== AIM OF THE TASK ==
Each line of the material that mentions the word "find" is to be copied.
** DATA follows **
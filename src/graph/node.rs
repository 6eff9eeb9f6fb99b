//! The node graph: one node per top-level declaration-unit.
//!
//! Naming follows the partition-file conventions: the first defined
//! entity's name, `(Recv).Method` for concrete methods, and a synthetic
//! `kind$file.seq` for units that define nothing referable (init
//! functions, blank bindings).
//!
//! Besides use-edges, every concrete method gets an edge from its
//! receiver's named type, so a type and its methods land in one strongly
//! connected component and can never be pulled into different clusters.

use std::collections::{BTreeSet, HashMap};

use crate::provider::{DeclUnit, Package, SourceFile, UseTarget};
use crate::types::{ClusterId, EntityId, NodeId, ScId};

/// A top-level declaration-unit of the analyzed package.
#[derive(Debug)]
pub struct Node {
    /// Zero-based ordinal, lexical order across files.
    pub id: NodeId,
    /// Unique name, as used in the partition file.
    pub name: String,
    /// Index of the owning source file.
    pub file: usize,
    /// Index of the declaration-unit within that file.
    pub decl: usize,
    /// Entities this node defines, in source order; blanks omitted.
    pub objects: Vec<EntityId>,
    /// Receiver named type, iff this is a concrete method declaration.
    pub recv: Option<String>,
    pub succs: BTreeSet<NodeId>,
    pub preds: BTreeSet<NodeId>,
    /// Scnode containing this node, once the condenser has run.
    pub scnode: Option<ScId>,
    /// Cluster owning this node, once the partition is finalized.
    pub cluster: Option<ClusterId>,
}

impl Node {
    /// Display label: the name, plus a count when the unit defines more
    /// than one entity (const groups mostly).
    pub fn label(&self) -> String {
        if self.objects.len() > 1 {
            format!("{} + {}", self.name, self.objects.len() - 1)
        } else {
            self.name.clone()
        }
    }

    /// 1 when any defined entity is exported; used to order scnode labels.
    pub fn exportedness(&self, pkg: &Package) -> i32 {
        self.objects
            .iter()
            .any(|&e| pkg.entity(e).exported())
            .into()
    }
}

/// The dependency graph over declaration-units.
#[derive(Debug)]
pub struct NodeGraph {
    pub nodes: Vec<Node>,
    /// Reverse map for every definition, including fields and interface
    /// methods: entity → defining node.
    pub by_entity: HashMap<EntityId, NodeId>,
}

impl NodeGraph {
    pub fn build(pkg: &Package) -> NodeGraph {
        let mut graph = NodeGraph {
            nodes: Vec::new(),
            by_entity: HashMap::new(),
        };

        // Pass 1: create nodes and the entity→node map.
        for (fi, file) in pkg.files.iter().enumerate() {
            let stem = file.base.trim_end_matches(".go");
            let mut seq = 0usize;
            for (di, decl) in file.decls.iter().enumerate() {
                let id = graph.nodes.len();
                let name = node_name(pkg, decl, stem, &mut seq);
                for def in decl.defs.iter().chain(&decl.extra_defs) {
                    graph.by_entity.insert(def.entity, id);
                }
                graph.nodes.push(Node {
                    id,
                    name,
                    file: fi,
                    decl: di,
                    objects: decl.defs.iter().map(|d| d.entity).collect(),
                    recv: decl.recv.as_ref().map(|r| r.base.clone()),
                    succs: BTreeSet::new(),
                    preds: BTreeSet::new(),
                    scnode: None,
                    cluster: None,
                });
            }
        }

        // Pass 2: use-edges, plus the receiver-type → method edges.
        for id in 0..graph.nodes.len() {
            let decl = graph.decl(pkg, id);
            let targets: Vec<NodeId> = decl
                .uses
                .iter()
                .filter_map(|u| match u.target {
                    UseTarget::Entity(e) => graph.by_entity.get(&e).copied(),
                    UseTarget::Import(_) => None,
                })
                .collect();
            for to in targets {
                graph.add_edge(id, to);
            }

            let recv_node = graph.nodes[id]
                .recv
                .as_ref()
                .and_then(|base| pkg.scope.get(base))
                .and_then(|e| graph.by_entity.get(e))
                .copied();
            if let Some(t) = recv_node {
                graph.add_edge(t, id);
            }
        }

        graph
    }

    /// Add an edge, suppressing self-edges.
    pub fn add_edge(&mut self, from: NodeId, to: NodeId) {
        if from == to {
            return;
        }
        self.nodes[from].succs.insert(to);
        self.nodes[to].preds.insert(from);
    }

    /// The declaration-unit backing a node.
    pub fn decl<'p>(&self, pkg: &'p Package, id: NodeId) -> &'p DeclUnit {
        let node = &self.nodes[id];
        &pkg.files[node.file].decls[node.decl]
    }

    pub fn file<'p>(&self, pkg: &'p Package, id: NodeId) -> &'p SourceFile {
        &pkg.files[self.nodes[id].file]
    }
}

fn node_name(pkg: &Package, decl: &DeclUnit, stem: &str, seq: &mut usize) -> String {
    match decl.defs.first() {
        Some(def) => {
            let name = &pkg.entity(def.entity).name;
            match &decl.recv {
                Some(r) => format!("({}).{}", r.display, name),
                None => name.clone(),
            }
        }
        None => {
            // e.g. "func$alg.3" for the third anonymous unit in alg.go
            *seq += 1;
            format!("{}${}.{}", decl.kind.label(), stem, seq)
        }
    }
}

#[cfg(test)]
mod tests {
    use super::*;
    use crate::provider::Package;

    fn graph_of(src: &str) -> (Package, NodeGraph) {
        let pkg = Package::load_sources(&[("t.go", src)]).unwrap();
        let graph = NodeGraph::build(&pkg);
        (pkg, graph)
    }

    fn find(graph: &NodeGraph, name: &str) -> NodeId {
        graph
            .nodes
            .iter()
            .find(|n| n.name == name)
            .unwrap_or_else(|| panic!("no node named {name}"))
            .id
    }

    #[test]
    fn simple_call_edge() {
        let (_, g) = graph_of("package p\n\nfunc A() { B() }\n\nfunc B() {}\n");
        let (a, b) = (find(&g, "A"), find(&g, "B"));
        assert!(g.nodes[a].succs.contains(&b));
        assert!(g.nodes[b].preds.contains(&a));
    }

    #[test]
    fn self_edges_suppressed() {
        let (_, g) = graph_of("package p\n\nfunc F() { F() }\n");
        let f = find(&g, "F");
        assert!(g.nodes[f].succs.is_empty());
        assert!(g.nodes[f].preds.is_empty());
    }

    #[test]
    fn edges_well_formed() {
        let (_, g) = graph_of(
            "package p\n\nvar x int\n\nvar y = x\n\nfunc f() int { return y }\n",
        );
        for n in &g.nodes {
            for &s in &n.succs {
                assert_ne!(s, n.id, "self-edge on {}", n.name);
                assert!(s < g.nodes.len());
                assert!(g.nodes[s].preds.contains(&n.id));
            }
        }
        let (x, y, f) = (find(&g, "x"), find(&g, "y"), find(&g, "f"));
        assert!(g.nodes[y].succs.contains(&x));
        assert!(g.nodes[f].succs.contains(&y));
    }

    #[test]
    fn method_edges_both_ways() {
        let (_, g) = graph_of("package p\n\ntype T int\n\nfunc (T) m() {}\n");
        let (t, m) = (find(&g, "T"), find(&g, "(T).m"));
        // receiver-type → method (structural) and method → type (use)
        assert!(g.nodes[t].succs.contains(&m));
        assert!(g.nodes[m].succs.contains(&t));
    }

    #[test]
    fn method_node_name_keeps_pointer() {
        let (_, g) = graph_of("package p\n\ntype T int\n\nfunc (t *T) M() {}\n");
        find(&g, "(*T).M");
    }

    #[test]
    fn synthetic_names_count_per_file() {
        let (_, g) = graph_of(
            "package p\n\nfunc init() {}\n\nvar _ = 1\n\nfunc init() {}\n",
        );
        let names: Vec<_> = g.nodes.iter().map(|n| n.name.as_str()).collect();
        assert_eq!(names, ["func$t.1", "var$t.2", "func$t.3"]);
    }

    #[test]
    fn const_group_is_one_node_with_label() {
        let (pkg, g) = graph_of("package p\n\nconst ( a, b = 0, 1; c = 0 )\n");
        assert_eq!(g.nodes.len(), 1);
        assert_eq!(g.nodes[0].name, "a");
        assert_eq!(g.nodes[0].label(), "a + 2");
        assert_eq!(g.nodes[0].exportedness(&pkg), 0);
    }

    #[test]
    fn every_unit_covered_once() {
        let (pkg, g) = graph_of(
            "package p\n\nvar (\n\ta = 0\n\tb = 0\n)\n\nfunc F() {}\n",
        );
        let total: usize = pkg.files.iter().map(|f| f.decls.len()).sum();
        assert_eq!(g.nodes.len(), total);
        assert_eq!(g.nodes.len(), 3);
    }
}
** End of DATA **
== THE ANSWER ==
    fn find(graph: &NodeGraph, name: &str) -> NodeId {
            .find(|n| n.name == name)
        let (a, b) = (find(&g, "A"), find(&g, "B"));
        let f = find(&g, "F");
        let (x, y, f) = (find(&g, "x"), find(&g, "y"), find(&g, "f"));
        let (t, m) = (find(&g, "T"), find(&g, "(T).m"));
        find(&g, "(*T).M");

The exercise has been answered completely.